» Activity
Repeat the records below exactly as they appear.

——————————

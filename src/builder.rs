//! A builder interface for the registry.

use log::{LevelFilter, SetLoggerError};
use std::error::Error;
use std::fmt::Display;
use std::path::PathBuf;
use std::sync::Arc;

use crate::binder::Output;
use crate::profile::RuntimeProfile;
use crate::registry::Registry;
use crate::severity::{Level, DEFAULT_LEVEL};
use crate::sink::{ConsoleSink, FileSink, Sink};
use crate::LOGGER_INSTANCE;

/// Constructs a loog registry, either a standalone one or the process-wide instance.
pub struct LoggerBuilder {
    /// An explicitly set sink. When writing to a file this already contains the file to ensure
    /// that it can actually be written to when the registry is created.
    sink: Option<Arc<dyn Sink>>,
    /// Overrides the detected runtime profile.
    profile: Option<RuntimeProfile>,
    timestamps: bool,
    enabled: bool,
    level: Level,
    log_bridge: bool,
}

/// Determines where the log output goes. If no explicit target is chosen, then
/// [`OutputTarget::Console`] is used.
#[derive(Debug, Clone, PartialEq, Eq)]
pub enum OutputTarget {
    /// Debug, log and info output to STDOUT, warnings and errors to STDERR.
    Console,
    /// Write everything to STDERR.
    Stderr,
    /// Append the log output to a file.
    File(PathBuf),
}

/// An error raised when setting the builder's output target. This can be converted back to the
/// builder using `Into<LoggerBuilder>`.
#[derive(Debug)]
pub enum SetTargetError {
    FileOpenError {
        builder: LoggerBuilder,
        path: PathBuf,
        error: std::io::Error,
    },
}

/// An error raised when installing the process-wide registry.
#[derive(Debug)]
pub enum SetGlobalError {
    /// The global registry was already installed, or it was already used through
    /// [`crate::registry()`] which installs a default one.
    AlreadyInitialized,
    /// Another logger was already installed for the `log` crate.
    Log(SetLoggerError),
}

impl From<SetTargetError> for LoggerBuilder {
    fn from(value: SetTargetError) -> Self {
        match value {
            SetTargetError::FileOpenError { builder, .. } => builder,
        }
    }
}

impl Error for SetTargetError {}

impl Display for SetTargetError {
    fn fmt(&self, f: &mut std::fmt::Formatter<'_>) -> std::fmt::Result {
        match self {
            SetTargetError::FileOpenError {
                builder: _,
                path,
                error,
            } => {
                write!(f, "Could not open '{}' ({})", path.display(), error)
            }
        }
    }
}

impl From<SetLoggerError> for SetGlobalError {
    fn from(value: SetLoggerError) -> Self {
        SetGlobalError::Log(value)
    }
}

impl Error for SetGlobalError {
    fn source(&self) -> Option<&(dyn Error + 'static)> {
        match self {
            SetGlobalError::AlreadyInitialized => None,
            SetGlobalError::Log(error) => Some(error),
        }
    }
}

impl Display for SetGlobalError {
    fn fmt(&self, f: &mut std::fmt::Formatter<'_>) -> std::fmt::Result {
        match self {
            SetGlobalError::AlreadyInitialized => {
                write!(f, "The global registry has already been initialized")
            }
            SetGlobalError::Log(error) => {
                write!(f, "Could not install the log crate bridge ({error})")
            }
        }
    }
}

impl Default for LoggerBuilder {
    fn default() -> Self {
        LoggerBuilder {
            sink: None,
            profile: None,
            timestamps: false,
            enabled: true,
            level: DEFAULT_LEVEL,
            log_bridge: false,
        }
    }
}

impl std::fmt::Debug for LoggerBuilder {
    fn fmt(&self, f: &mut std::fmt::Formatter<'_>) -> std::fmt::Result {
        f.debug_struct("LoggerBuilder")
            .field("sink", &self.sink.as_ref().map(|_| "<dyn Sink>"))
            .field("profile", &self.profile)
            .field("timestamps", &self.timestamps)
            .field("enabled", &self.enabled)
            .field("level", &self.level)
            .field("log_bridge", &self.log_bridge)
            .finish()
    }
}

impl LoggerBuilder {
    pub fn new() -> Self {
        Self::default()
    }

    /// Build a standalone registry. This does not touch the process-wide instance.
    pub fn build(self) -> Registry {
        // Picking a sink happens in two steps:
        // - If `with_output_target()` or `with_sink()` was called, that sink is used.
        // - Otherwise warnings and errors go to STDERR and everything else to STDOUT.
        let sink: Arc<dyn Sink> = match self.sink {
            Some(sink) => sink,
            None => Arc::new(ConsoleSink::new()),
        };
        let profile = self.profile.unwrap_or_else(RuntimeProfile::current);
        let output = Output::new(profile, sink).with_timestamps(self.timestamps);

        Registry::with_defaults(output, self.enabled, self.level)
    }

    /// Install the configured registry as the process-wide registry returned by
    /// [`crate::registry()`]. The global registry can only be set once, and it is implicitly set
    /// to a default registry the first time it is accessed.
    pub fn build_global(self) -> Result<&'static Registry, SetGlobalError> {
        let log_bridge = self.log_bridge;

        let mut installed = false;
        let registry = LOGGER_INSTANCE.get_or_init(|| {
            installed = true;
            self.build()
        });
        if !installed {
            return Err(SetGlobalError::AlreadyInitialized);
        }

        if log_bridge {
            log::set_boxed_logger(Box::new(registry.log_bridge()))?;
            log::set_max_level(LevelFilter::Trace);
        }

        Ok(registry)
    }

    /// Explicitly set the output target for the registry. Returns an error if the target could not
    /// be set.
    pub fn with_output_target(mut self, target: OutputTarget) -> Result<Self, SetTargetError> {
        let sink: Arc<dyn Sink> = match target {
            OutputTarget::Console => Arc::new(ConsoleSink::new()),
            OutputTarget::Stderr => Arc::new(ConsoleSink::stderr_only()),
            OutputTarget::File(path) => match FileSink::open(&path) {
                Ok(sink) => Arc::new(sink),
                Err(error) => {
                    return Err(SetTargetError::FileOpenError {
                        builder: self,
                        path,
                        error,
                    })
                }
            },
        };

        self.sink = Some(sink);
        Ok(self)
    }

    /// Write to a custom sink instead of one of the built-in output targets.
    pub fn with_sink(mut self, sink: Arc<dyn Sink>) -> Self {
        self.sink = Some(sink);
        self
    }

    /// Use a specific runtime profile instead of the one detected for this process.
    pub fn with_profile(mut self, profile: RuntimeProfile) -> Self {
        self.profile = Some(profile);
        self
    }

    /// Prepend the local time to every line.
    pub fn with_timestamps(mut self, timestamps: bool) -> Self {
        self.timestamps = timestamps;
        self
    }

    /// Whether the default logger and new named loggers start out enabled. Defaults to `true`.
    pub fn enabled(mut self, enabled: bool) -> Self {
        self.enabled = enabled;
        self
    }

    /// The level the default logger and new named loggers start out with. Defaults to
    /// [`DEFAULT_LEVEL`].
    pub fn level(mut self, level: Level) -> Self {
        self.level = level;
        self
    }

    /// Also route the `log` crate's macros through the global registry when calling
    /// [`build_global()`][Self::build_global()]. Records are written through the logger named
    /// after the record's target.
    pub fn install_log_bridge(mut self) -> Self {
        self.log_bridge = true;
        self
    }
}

——————————

» Finished exercise
filename src/builder.rs
//! A builder interface for the registry.

use log::{LevelFilter, SetLoggerError};
use std::error::Error;
use std::fmt::Display;
use std::path::PathBuf;
use std::sync::Arc;

use crate::binder::Output;
use crate::profile::RuntimeProfile;
use crate::registry::Registry;
use crate::severity::{Level, DEFAULT_LEVEL};
use crate::sink::{ConsoleSink, FileSink, Sink};
use crate::LOGGER_INSTANCE;

/// Constructs a loog registry, either a standalone one or the process-wide instance.
pub struct LoggerBuilder {
    /// An explicitly set sink. When writing to a file this already contains the file to ensure
    /// that it can actually be written to when the registry is created.
    sink: Option<Arc<dyn Sink>>,
    /// Overrides the detected runtime profile.
    profile: Option<RuntimeProfile>,
    timestamps: bool,
    enabled: bool,
    level: Level,
    log_bridge: bool,
}

/// Determines where the log output goes. If no explicit target is chosen, then
/// [`OutputTarget::Console`] is used.
#[derive(Debug, Clone, PartialEq, Eq)]
pub enum OutputTarget {
    /// Debug, log and info output to STDOUT, warnings and errors to STDERR.
    Console,
    /// Write everything to STDERR.
    Stderr,
    /// Append the log output to a file.
    File(PathBuf),
}

/// An error raised when setting the builder's output target. This can be converted back to the
/// builder using `Into<LoggerBuilder>`.
#[derive(Debug)]
pub enum SetTargetError {
    FileOpenError {
        builder: LoggerBuilder,
        path: PathBuf,
        error: std::io::Error,
    },
}

/// An error raised when installing the process-wide registry.
#[derive(Debug)]
pub enum SetGlobalError {
    /// The global registry was already installed, or it was already used through
    /// [`crate::registry()`] which installs a default one.
    AlreadyInitialized,
    /// Another logger was already installed for the `log` crate.
    Log(SetLoggerError),
}

impl From<SetTargetError> for LoggerBuilder {
    fn from(value: SetTargetError) -> Self {
        match value {
            SetTargetError::FileOpenError { builder, .. } => builder,
        }
    }
}

impl Error for SetTargetError {}

impl Display for SetTargetError {
    fn fmt(&self, f: &mut std::fmt::Formatter<'_>) -> std::fmt::Result {
        match self {
            SetTargetError::FileOpenError {
                builder: _,
                path,
                error,
            } => {
                write!(f, "Could not open '{}' ({})", path.display(), error)
            }
        }
    }
}

impl From<SetLoggerError> for SetGlobalError {
    fn from(value: SetLoggerError) -> Self {
        SetGlobalError::Log(value)
    }
}

impl Error for SetGlobalError {
    fn source(&self) -> Option<&(dyn Error + 'static)> {
        match self {
            SetGlobalError::AlreadyInitialized => None,
            SetGlobalError::Log(error) => Some(error),
        }
    }
}

impl Display for SetGlobalError {
    fn fmt(&self, f: &mut std::fmt::Formatter<'_>) -> std::fmt::Result {
        match self {
            SetGlobalError::AlreadyInitialized => {
                write!(f, "The global registry has already been initialized")
            }
            SetGlobalError::Log(error) => {
                write!(f, "Could not install the log crate bridge ({error})")
            }
        }
    }
}

impl Default for LoggerBuilder {
    fn default() -> Self {
        LoggerBuilder {
            sink: None,
            profile: None,
            timestamps: false,
            enabled: true,
            level: DEFAULT_LEVEL,
            log_bridge: false,
        }
    }
}

impl std::fmt::Debug for LoggerBuilder {
    fn fmt(&self, f: &mut std::fmt::Formatter<'_>) -> std::fmt::Result {
        f.debug_struct("LoggerBuilder")
            .field("sink", &self.sink.as_ref().map(|_| "<dyn Sink>"))
            .field("profile", &self.profile)
            .field("timestamps", &self.timestamps)
            .field("enabled", &self.enabled)
            .field("level", &self.level)
            .field("log_bridge", &self.log_bridge)
            .finish()
    }
}

impl LoggerBuilder {
    pub fn new() -> Self {
        Self::default()
    }

    /// Build a standalone registry. This does not touch the process-wide instance.
    pub fn build(self) -> Registry {
        // Picking a sink happens in two steps:
        // - If `with_output_target()` or `with_sink()` was called, that sink is used.
        // - Otherwise warnings and errors go to STDERR and everything else to STDOUT.
        let sink: Arc<dyn Sink> = match self.sink {
            Some(sink) => sink,
            None => Arc::new(ConsoleSink::new()),
        };
        let profile = self.profile.unwrap_or_else(RuntimeProfile::current);
        let output = Output::new(profile, sink).with_timestamps(self.timestamps);

        Registry::with_defaults(output, self.enabled, self.level)
    }

    /// Install the configured registry as the process-wide registry returned by
    /// [`crate::registry()`]. The global registry can only be set once, and it is implicitly set
    /// to a default registry the first time it is accessed.
    pub fn build_global(self) -> Result<&'static Registry, SetGlobalError> {
        let log_bridge = self.log_bridge;

        let mut installed = false;
        let registry = LOGGER_INSTANCE.get_or_init(|| {
            installed = true;
            self.build()
        });
        if !installed {
            return Err(SetGlobalError::AlreadyInitialized);
        }

        if log_bridge {
            log::set_boxed_logger(Box::new(registry.log_bridge()))?;
            log::set_max_level(LevelFilter::Trace);
        }

        Ok(registry)
    }

    /// Explicitly set the output target for the registry. Returns an error if the target could not
    /// be set.
    pub fn with_output_target(mut self, target: OutputTarget) -> Result<Self, SetTargetError> {
        let sink: Arc<dyn Sink> = match target {
            OutputTarget::Console => Arc::new(ConsoleSink::new()),
            OutputTarget::Stderr => Arc::new(ConsoleSink::stderr_only()),
            OutputTarget::File(path) => match FileSink::open(&path) {
                Ok(sink) => Arc::new(sink),
                Err(error) => {
                    return Err(SetTargetError::FileOpenError {
                        builder: self,
                        path,
                        error,
                    })
                }
            },
        };

        self.sink = Some(sink);
        Ok(self)
    }

    /// Write to a custom sink instead of one of the built-in output targets.
    pub fn with_sink(mut self, sink: Arc<dyn Sink>) -> Self {
        self.sink = Some(sink);
        self
    }

    /// Use a specific runtime profile instead of the one detected for this process.
    pub fn with_profile(mut self, profile: RuntimeProfile) -> Self {
        self.profile = Some(profile);
        self
    }

    /// Prepend the local time to every line.
    pub fn with_timestamps(mut self, timestamps: bool) -> Self {
        self.timestamps = timestamps;
        self
    }

    /// Whether the default logger and new named loggers start out enabled. Defaults to `true`.
    pub fn enabled(mut self, enabled: bool) -> Self {
        self.enabled = enabled;
        self
    }

    /// The level the default logger and new named loggers start out with. Defaults to
    /// [`DEFAULT_LEVEL`].
    pub fn level(mut self, level: Level) -> Self {
        self.level = level;
        self
    }

    /// Also route the `log` crate's macros through the global registry when calling
    /// [`build_global()`][Self::build_global()]. Records are written through the logger named
    /// after the record's target.
    pub fn install_log_bridge(mut self) -> Self {
        self.log_bridge = true;
        self
    }
}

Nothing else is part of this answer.